Victoria Pagani, 43, has been taking care of a 94-year-old woman who lives in Colchester since October 2019. Speaking on her behalf, Victoria said the woman is worried about her future.

“At the time, it had just been Mother’s Day on March 22 and she was able to hug her son. From March 25, she has not had anyone physically touch her since then.

“Her birthday is June 13, and Boris Johnson said it would all be over by June 12. She remembered that because she thought, by her birthday, everything will be back to normal.

“She was like a pocket rocket - she went out to lunches three times a week, she would meet her friends down in town twice a week, every day, she would have stuff going on in her life.

“Now, she can’t even get up out of her chair without aching. She is so lonely. She doesn’t even feel safe going outside again.

“When we went into lockdown again, her words to me were ‘That’s it for me now, Vicky. I’m going to die soon.’

That’s what Covid has done. She thinks she’s going to die of loneliness.

“She’s lost all the colour to her face, she’s lost her fight. She’s half the woman she was. It’s awful as a carer to watch that happening.

“It’s a crime. It’s almost like this shouldn’t be happening to someone who has lived through the war.

“She worked in a nursery during the war, she survived a bomb blast, she has all these stories.

“If she has to stay in much longer, I think it’ll take her this year. I’ve been a carer for 20 years and the thing she’s going through is mental torture.”


Sophia’s story

Chelmsford Weekly News: Sophia LeeSophia Lee

Sophia Lee, 25, of Glebe Road, Kelvedon, is a carer with Colchester-based service Cloud9 who had to shield for several months due to her asthma being deemed a serious risk.

Her biggest fear is leaving her three-year-old and four-year-old without a mother.

“I got the letter near the end of March which was quite a shock to me because I didn’t think my asthma was that bad.

“I couldn’t work, schools were shut – everything around me shut and it was a bizarre experience at first.

“My husband works for Network Rail, so he was going to London on the train and sharing lifts into work.

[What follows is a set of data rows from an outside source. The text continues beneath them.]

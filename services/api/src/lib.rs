mod cli;
mod demo;
mod infra;
mod routes;
mod server;

use robo_awards::error::AppError;

pub async fn run() -> Result<(), AppError> {
    cli::run().await
}
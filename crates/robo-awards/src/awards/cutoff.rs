use std::fmt;

use serde::{Deserialize, Serialize};

const BASIS: u32 = 10_000;

/// Share of a population that counts as "top N%", stored in basis points.
#[derive(Debug, Clone, Copy, PartialEq, Eq, PartialOrd, Ord, Hash, Serialize, Deserialize)]
#[serde(try_from = "f64", into = "f64")]
pub struct Threshold(u32);

#[derive(Debug, Clone, PartialEq, thiserror::Error)]
pub enum ThresholdError {
    #[error("threshold {0} must be strictly between 0 and 1")]
    OutOfRange(f64),
}

impl Threshold {
    pub const ALL_AROUND: Threshold = Threshold(5_000);
    pub const EXCELLENCE: Threshold = Threshold(4_000);

    pub fn from_fraction(fraction: f64) -> Result<Self, ThresholdError> {
        if !fraction.is_finite() || fraction <= 0.0 || fraction >= 1.0 {
            return Err(ThresholdError::OutOfRange(fraction));
        }

        let basis_points = (fraction * BASIS as f64).round() as u32;
        if basis_points == 0 || basis_points >= BASIS {
            return Err(ThresholdError::OutOfRange(fraction));
        }

        Ok(Self(basis_points))
    }

    pub fn from_percent(percent: u8) -> Result<Self, ThresholdError> {
        Self::from_fraction(f64::from(percent) / 100.0)
    }

    pub fn basis_points(&self) -> u32 {
        self.0
    }

    pub fn fraction(&self) -> f64 {
        f64::from(self.0) / BASIS as f64
    }
}

impl TryFrom<f64> for Threshold {
    type Error = ThresholdError;

    fn try_from(value: f64) -> Result<Self, Self::Error> {
        Self::from_fraction(value)
    }
}

impl From<Threshold> for f64 {
    fn from(value: Threshold) -> Self {
        value.fraction()
    }
}

impl fmt::Display for Threshold {
    fn fmt(&self, f: &mut fmt::Formatter<'_>) -> fmt::Result {
        write!(f, "{:.0}%", self.fraction() * 100.0)
    }
}

/// Worst rank (inclusive) still inside the threshold: `max(1, ceil(population * threshold))`.
///
/// Computed in integer arithmetic so boundaries never drift with float error. An empty
/// population still yields 1; nobody occupies that slot.
pub fn cutoff(population: usize, threshold: Threshold) -> u32 {
    let scaled = population as u64 * u64::from(threshold.0);
    let rounded_up = scaled.div_ceil(u64::from(BASIS));
    u32::try_from(rounded_up).unwrap_or(u32::MAX).max(1)
}
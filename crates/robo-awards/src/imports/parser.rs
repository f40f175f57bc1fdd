use serde::{Deserialize, Deserializer};
use std::io::Read;

use crate::awards::domain::{
    ChallengeScore, QualifierRanking, SkillsRanking, Team, TeamId, TeamLocation, TeamRef,
};

fn reader<R: Read>(source: R) -> csv::Reader<R> {
    csv::ReaderBuilder::new()
        .trim(csv::Trim::All)
        .from_reader(source)
}

pub(crate) fn parse_teams<R: Read>(source: R) -> Result<Vec<Team>, csv::Error> {
    let mut teams = Vec::new();
    for row in reader(source).deserialize::<TeamRow>() {
        teams.push(row?.into_team());
    }
    Ok(teams)
}

pub(crate) fn parse_rankings<R: Read>(source: R) -> Result<Vec<QualifierRanking>, csv::Error> {
    let mut rankings = Vec::new();
    for row in reader(source).deserialize::<RankingRow>() {
        rankings.push(row?.into_ranking());
    }
    Ok(rankings)
}

pub(crate) fn parse_skills<R: Read>(source: R) -> Result<Vec<SkillsRanking>, csv::Error> {
    let mut skills = Vec::new();
    for row in reader(source).deserialize::<SkillsRow>() {
        skills.push(row?.into_skills());
    }
    Ok(skills)
}

#[derive(Debug, Deserialize)]
struct TeamRow {
    #[serde(rename = "Team ID")]
    id: u32,
    #[serde(rename = "Number")]
    number: String,
    #[serde(rename = "Name", default, deserialize_with = "empty_string_as_none")]
    name: Option<String>,
    #[serde(
        rename = "Organization",
        default,
        deserialize_with = "empty_string_as_none"
    )]
    organization: Option<String>,
    #[serde(rename = "Grade", default)]
    grade: String,
    #[serde(rename = "City", default, deserialize_with = "empty_string_as_none")]
    city: Option<String>,
    #[serde(rename = "Region", default, deserialize_with = "empty_string_as_none")]
    region: Option<String>,
    #[serde(rename = "Country", default, deserialize_with = "empty_string_as_none")]
    country: Option<String>,
}

impl TeamRow {
    fn into_team(self) -> Team {
        Team {
            id: TeamId(self.id),
            number: self.number,
            name: self.name,
            organization: self.organization,
            grade: self.grade,
            location: TeamLocation {
                city: self.city,
                region: self.region,
                country: self.country,
            },
        }
    }
}

#[derive(Debug, Deserialize)]
struct RankingRow {
    #[serde(rename = "Team ID")]
    id: u32,
    #[serde(rename = "Number", default)]
    number: String,
    #[serde(rename = "Rank")]
    rank: u32,
    #[serde(rename = "Wins", default)]
    wins: Option<u32>,
    #[serde(rename = "Losses", default)]
    losses: Option<u32>,
    #[serde(rename = "Ties", default)]
    ties: Option<u32>,
    #[serde(rename = "WP", default)]
    wp: Option<u32>,
    #[serde(rename = "AP", default)]
    ap: Option<u32>,
    #[serde(rename = "SP", default)]
    sp: Option<u32>,
    #[serde(rename = "High Score", default)]
    high_score: Option<i32>,
    #[serde(rename = "Average Points", default)]
    average_points: Option<f64>,
    #[serde(rename = "Total Points", default)]
    total_points: Option<u32>,
}

impl RankingRow {
    fn into_ranking(self) -> QualifierRanking {
        QualifierRanking {
            team: TeamRef::new(TeamId(self.id), self.number),
            rank: self.rank,
            wins: self.wins.unwrap_or(0),
            losses: self.losses.unwrap_or(0),
            ties: self.ties.unwrap_or(0),
            wp: self.wp.unwrap_or(0),
            ap: self.ap.unwrap_or(0),
            sp: self.sp.unwrap_or(0),
            high_score: self.high_score,
            average_points: self.average_points,
            total_points: self.total_points,
        }
    }
}

#[derive(Debug, Deserialize)]
struct SkillsRow {
    #[serde(rename = "Team ID")]
    id: u32,
    #[serde(rename = "Number", default)]
    number: String,
    #[serde(rename = "Rank", default)]
    rank: Option<u32>,
    #[serde(rename = "Programming Score", default)]
    programming_score: Option<u32>,
    #[serde(rename = "Programming Attempts", default)]
    programming_attempts: Option<u32>,
    #[serde(rename = "Driver Score", default)]
    driver_score: Option<u32>,
    #[serde(rename = "Driver Attempts", default)]
    driver_attempts: Option<u32>,
}

impl SkillsRow {
    fn into_skills(self) -> SkillsRanking {
        SkillsRanking::new(
            TeamRef::new(TeamId(self.id), self.number),
            self.rank.unwrap_or(0),
            ChallengeScore::new(
                self.programming_score.unwrap_or(0),
                self.programming_attempts.unwrap_or(0),
            ),
            ChallengeScore::new(
                self.driver_score.unwrap_or(0),
                self.driver_attempts.unwrap_or(0),
            ),
        )
    }
}

fn empty_string_as_none<'de, D>(deserializer: D) -> Result<Option<String>, D::Error>
where
    D: Deserializer<'de>,
{
    let opt = Option::<String>::deserialize(deserializer)?;
    Ok(opt.filter(|value| !value.trim().is_empty()))
}
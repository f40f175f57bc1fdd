use std::fmt;

use serde::{Deserialize, Serialize};

use super::domain::Team;

pub const MIDDLE_SCHOOL: &str = "Middle School";

/// Grade levels published by the results service.
#[derive(Debug, Clone, Copy, PartialEq, Eq, PartialOrd, Ord, Hash, Serialize, Deserialize)]
#[serde(rename_all = "snake_case")]
pub enum GradeBand {
    ElementarySchool,
    MiddleSchool,
    HighSchool,
    College,
    Other,
}

impl GradeBand {
    pub fn label(&self) -> &'static str {
        match self {
            GradeBand::ElementarySchool => "Elementary School",
            GradeBand::MiddleSchool => MIDDLE_SCHOOL,
            GradeBand::HighSchool => "High School",
            GradeBand::College => "College",
            GradeBand::Other => "Other",
        }
    }

    pub fn parse(raw: &str) -> Self {
        match raw.trim().to_ascii_lowercase().as_str() {
            "elementary school" | "elementary" => GradeBand::ElementarySchool,
            "middle school" | "middle" => GradeBand::MiddleSchool,
            "high school" | "high" => GradeBand::HighSchool,
            "college" | "university" => GradeBand::College,
            _ => GradeBand::Other,
        }
    }
}

/// How teams are pooled when an award is split by grade.
#[derive(Debug, Clone, Copy, Default, PartialEq, Eq, Serialize, Deserialize)]
#[serde(rename_all = "kebab-case")]
pub enum PartitionPolicy {
    /// "Middle School" versus every other grade value.
    #[default]
    Binary,
    /// One pool per recognised grade band.
    PerBand,
}

impl PartitionPolicy {
    pub fn parse(raw: &str) -> Option<Self> {
        match raw.trim().to_ascii_lowercase().as_str() {
            "binary" => Some(Self::Binary),
            "per-band" | "per_band" | "perband" => Some(Self::PerBand),
            _ => None,
        }
    }
}

/// Eligibility pool a team lands in for a grade-split award.
#[derive(Debug, Clone, Copy, PartialEq, Eq, PartialOrd, Ord, Hash, Serialize, Deserialize)]
#[serde(rename_all = "snake_case")]
pub enum GradePartition {
    MiddleSchool,
    NotMiddleSchool,
    Band(GradeBand),
}

impl GradePartition {
    pub fn label(&self) -> &'static str {
        match self {
            GradePartition::MiddleSchool => MIDDLE_SCHOOL,
            GradePartition::NotMiddleSchool => "Not Middle School",
            GradePartition::Band(band) => band.label(),
        }
    }
}

impl fmt::Display for GradePartition {
    fn fmt(&self, f: &mut fmt::Formatter<'_>) -> fmt::Result {
        f.write_str(self.label())
    }
}

#[derive(Debug, Clone, Copy, Default, PartialEq, Eq)]
pub struct GradeClassifier {
    policy: PartitionPolicy,
}

impl GradeClassifier {
    pub fn new(policy: PartitionPolicy) -> Self {
        Self { policy }
    }

    pub fn policy(&self) -> PartitionPolicy {
        self.policy
    }

    pub fn grade_of<'a>(&self, team: &'a Team) -> &'a str {
        &team.grade
    }

    pub fn partition_of(&self, grade: &str) -> GradePartition {
        match self.policy {
            PartitionPolicy::Binary if grade == MIDDLE_SCHOOL => GradePartition::MiddleSchool,
            PartitionPolicy::Binary => GradePartition::NotMiddleSchool,
            PartitionPolicy::PerBand => GradePartition::Band(GradeBand::parse(grade)),
        }
    }

    pub fn partition_of_team(&self, team: &Team) -> GradePartition {
        self.partition_of(self.grade_of(team))
    }

    pub fn matches_band(&self, team: &Team, band: GradePartition) -> bool {
        self.partition_of_team(team) == band
    }
}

I was petrified of him bringing it home to me.

“After speaking to my company, I went back to work in July, but in November I had another shielding letter and I thought ‘Here we go again’.

“This month, my husband got sent home from work because they said he had contact with someone who had the virus. He tested positive and I tested negative.

“Now I’ve got to try and stay away from him with my two toddlers. It’s too close to home now.

“I called the doctors for advice and they said not to share towels or a bed with him.

“I mean, we live in a little two-bed house, so he would have to sleep on the sofa.

“I just think ‘am I going to constantly be chasing my tail, putting Dettol on everything he touches?’

“I’m living in fear now of my own husband and he feels like he’s got the plague or something.

“It just felt like an absolute nightmare you just can’t wake up from.

“I’m the only one who drives. If I’m out of action, we can’t get food, we can’t get to the doctors.

“I’ve lost out on quite a bit of money through shielding and making ends meet is tough, especially when you have two toddlers eating you out of house and home.

“To tell the truth, it’s hit me a lot harder this time around just because of how long it’s gone on for. I feel like a prisoner in my own home.

“It’s everywhere and it really does play on your mental health. I’m waiting to be called out any day now for the vaccination.”